Aim of the task:
Retrieve all lines below that have the string "grid".

Information:
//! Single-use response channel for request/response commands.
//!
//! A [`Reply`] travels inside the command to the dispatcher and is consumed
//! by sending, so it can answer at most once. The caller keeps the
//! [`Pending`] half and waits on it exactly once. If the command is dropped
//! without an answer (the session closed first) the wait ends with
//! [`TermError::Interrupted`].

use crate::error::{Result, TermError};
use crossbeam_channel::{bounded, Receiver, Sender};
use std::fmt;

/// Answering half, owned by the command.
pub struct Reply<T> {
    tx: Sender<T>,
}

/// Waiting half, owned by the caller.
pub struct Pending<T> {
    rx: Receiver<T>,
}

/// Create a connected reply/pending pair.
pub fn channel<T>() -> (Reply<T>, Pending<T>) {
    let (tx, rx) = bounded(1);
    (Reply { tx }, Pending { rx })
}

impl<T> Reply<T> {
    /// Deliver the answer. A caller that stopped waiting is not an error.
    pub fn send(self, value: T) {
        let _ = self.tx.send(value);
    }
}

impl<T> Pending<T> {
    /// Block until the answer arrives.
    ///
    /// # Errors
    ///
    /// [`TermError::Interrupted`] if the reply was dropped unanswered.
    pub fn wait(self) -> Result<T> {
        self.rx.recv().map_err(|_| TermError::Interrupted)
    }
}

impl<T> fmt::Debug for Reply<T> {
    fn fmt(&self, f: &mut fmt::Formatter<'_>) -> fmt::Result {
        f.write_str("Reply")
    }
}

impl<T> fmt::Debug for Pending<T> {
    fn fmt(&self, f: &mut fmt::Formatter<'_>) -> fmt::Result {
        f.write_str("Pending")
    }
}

* * *

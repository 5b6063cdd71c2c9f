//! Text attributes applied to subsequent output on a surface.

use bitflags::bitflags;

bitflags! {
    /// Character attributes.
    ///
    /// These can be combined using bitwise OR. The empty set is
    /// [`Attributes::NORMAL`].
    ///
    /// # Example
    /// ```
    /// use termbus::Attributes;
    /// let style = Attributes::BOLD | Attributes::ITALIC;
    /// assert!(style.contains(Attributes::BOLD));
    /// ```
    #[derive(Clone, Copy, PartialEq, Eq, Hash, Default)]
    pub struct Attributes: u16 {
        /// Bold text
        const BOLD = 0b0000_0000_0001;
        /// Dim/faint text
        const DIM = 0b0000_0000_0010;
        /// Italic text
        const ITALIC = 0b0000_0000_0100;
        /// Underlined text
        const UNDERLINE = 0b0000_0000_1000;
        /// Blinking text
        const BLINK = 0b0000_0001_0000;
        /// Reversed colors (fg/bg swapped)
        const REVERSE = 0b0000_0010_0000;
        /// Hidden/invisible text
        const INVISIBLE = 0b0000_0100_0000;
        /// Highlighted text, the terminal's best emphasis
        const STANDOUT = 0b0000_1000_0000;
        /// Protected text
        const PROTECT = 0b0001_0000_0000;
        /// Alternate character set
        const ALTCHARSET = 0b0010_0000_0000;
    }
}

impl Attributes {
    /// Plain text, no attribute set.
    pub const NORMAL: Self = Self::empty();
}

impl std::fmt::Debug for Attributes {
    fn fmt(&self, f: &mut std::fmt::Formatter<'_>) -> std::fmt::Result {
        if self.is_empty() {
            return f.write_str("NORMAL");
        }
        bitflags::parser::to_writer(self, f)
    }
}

* * *

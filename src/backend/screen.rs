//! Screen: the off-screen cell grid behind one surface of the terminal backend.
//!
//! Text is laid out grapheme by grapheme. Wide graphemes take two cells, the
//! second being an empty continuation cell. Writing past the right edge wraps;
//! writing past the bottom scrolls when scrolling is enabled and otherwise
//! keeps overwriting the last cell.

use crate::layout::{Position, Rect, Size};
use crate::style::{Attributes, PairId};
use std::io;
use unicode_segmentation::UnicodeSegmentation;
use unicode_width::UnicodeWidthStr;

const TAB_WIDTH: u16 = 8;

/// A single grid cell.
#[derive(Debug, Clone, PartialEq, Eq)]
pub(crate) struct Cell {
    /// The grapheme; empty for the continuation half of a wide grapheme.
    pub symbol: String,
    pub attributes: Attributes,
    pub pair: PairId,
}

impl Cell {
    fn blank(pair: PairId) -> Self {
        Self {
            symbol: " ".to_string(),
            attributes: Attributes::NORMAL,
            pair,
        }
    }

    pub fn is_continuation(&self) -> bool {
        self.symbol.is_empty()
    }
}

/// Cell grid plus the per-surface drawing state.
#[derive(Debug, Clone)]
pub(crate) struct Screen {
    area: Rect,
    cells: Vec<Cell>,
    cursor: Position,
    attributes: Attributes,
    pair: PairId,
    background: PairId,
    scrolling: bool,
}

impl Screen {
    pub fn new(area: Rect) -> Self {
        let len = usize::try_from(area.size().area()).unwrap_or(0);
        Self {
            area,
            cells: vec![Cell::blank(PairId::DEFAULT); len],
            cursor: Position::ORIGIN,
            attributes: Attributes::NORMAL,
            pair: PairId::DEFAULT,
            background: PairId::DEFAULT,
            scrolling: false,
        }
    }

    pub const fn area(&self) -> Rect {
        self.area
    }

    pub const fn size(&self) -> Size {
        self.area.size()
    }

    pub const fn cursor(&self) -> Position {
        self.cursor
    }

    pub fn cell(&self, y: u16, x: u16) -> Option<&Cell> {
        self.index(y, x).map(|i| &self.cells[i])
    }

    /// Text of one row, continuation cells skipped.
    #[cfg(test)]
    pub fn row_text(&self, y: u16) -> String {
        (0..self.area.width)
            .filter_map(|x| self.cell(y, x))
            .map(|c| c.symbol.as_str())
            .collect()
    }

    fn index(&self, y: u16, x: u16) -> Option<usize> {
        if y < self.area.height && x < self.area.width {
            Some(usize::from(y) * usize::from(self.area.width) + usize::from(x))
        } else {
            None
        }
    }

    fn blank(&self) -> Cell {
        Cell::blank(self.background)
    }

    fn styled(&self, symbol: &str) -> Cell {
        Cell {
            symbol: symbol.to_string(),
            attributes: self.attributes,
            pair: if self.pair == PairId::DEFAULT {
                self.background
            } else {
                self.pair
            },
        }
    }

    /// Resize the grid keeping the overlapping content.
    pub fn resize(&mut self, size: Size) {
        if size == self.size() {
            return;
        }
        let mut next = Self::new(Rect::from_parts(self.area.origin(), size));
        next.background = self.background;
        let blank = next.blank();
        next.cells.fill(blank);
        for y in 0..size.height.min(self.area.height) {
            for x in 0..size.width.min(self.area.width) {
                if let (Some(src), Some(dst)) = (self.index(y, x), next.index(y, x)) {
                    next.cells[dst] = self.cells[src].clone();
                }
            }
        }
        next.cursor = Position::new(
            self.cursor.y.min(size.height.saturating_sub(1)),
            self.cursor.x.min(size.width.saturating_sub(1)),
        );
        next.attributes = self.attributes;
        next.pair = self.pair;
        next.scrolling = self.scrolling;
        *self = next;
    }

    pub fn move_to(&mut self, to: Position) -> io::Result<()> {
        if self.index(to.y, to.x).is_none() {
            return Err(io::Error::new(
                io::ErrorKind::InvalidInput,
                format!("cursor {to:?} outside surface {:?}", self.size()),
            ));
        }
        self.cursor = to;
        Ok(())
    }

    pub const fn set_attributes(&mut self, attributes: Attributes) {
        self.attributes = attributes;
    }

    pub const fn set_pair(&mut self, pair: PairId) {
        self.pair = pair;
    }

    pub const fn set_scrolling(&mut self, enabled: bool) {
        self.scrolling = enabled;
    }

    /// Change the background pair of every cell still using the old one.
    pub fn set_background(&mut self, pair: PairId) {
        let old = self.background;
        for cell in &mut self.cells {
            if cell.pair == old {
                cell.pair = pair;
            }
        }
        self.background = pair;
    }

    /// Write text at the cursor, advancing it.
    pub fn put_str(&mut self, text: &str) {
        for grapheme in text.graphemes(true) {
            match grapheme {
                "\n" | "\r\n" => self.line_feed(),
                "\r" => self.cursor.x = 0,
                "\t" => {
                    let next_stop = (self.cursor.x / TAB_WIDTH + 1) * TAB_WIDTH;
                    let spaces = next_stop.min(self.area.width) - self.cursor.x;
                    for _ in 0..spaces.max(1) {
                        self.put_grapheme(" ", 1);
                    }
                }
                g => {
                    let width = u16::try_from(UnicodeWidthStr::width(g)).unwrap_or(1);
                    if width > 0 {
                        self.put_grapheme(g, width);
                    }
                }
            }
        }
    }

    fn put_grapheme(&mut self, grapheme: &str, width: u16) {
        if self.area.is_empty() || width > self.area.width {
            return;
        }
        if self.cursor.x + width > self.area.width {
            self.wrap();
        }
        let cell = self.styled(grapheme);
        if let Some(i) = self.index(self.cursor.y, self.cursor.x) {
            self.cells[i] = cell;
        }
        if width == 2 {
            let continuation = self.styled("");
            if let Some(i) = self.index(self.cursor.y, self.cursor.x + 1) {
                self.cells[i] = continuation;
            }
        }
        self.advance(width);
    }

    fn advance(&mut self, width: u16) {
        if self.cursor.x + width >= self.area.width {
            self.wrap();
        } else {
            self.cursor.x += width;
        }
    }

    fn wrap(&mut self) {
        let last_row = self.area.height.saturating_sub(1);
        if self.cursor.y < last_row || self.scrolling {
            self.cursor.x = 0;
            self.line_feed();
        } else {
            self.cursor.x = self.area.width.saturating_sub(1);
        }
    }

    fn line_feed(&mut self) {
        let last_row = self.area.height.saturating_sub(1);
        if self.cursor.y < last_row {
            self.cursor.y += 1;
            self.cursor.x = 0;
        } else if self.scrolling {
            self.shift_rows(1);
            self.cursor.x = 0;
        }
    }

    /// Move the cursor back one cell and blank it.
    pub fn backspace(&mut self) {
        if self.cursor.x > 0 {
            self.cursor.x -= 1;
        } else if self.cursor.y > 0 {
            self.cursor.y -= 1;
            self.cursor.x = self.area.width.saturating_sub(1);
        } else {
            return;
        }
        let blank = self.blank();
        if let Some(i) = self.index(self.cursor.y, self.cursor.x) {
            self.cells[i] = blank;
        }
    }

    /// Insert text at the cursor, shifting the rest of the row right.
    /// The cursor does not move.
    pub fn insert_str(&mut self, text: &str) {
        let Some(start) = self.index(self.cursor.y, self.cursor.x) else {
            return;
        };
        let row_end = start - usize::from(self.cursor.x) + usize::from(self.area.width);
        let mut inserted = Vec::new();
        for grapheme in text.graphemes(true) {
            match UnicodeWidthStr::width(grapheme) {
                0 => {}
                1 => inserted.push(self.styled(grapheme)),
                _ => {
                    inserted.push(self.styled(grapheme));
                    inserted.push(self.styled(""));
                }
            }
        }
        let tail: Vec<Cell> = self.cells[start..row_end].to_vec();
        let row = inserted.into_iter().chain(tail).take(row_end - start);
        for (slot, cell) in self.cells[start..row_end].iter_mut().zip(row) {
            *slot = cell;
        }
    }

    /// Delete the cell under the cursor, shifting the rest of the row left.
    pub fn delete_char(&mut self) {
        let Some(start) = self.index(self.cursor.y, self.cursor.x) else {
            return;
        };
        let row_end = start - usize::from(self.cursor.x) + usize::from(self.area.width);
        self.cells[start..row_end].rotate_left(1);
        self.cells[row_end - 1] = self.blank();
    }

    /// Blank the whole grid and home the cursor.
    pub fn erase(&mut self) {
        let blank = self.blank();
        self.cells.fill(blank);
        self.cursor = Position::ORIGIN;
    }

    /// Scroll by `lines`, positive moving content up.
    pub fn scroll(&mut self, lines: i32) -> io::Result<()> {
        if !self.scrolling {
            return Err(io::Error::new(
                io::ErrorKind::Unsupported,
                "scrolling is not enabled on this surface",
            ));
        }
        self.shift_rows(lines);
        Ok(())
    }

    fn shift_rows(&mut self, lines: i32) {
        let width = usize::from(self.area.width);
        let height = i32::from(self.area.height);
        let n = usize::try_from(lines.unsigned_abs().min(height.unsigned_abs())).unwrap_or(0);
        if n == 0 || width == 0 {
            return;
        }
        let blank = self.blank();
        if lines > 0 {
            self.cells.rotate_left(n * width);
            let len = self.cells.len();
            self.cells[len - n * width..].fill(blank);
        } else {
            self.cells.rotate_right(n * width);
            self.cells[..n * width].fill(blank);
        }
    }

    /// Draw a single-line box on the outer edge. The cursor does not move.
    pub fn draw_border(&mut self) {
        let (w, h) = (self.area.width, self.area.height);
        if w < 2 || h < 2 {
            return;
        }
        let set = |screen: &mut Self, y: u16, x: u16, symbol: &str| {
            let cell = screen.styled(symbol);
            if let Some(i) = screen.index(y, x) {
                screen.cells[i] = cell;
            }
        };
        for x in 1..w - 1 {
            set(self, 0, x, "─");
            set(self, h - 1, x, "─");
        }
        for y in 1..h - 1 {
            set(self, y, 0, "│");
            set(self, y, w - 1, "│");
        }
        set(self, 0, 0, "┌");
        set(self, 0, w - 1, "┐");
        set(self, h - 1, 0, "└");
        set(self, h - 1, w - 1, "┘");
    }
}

Solved problem:
//! Screen: the off-screen cell grid behind one surface of the terminal backend.
/// A single grid cell.
/// Cell grid plus the per-surface drawing state.
    /// Resize the grid keeping the overlapping content.
    /// Blank the whole grid and home the cursor.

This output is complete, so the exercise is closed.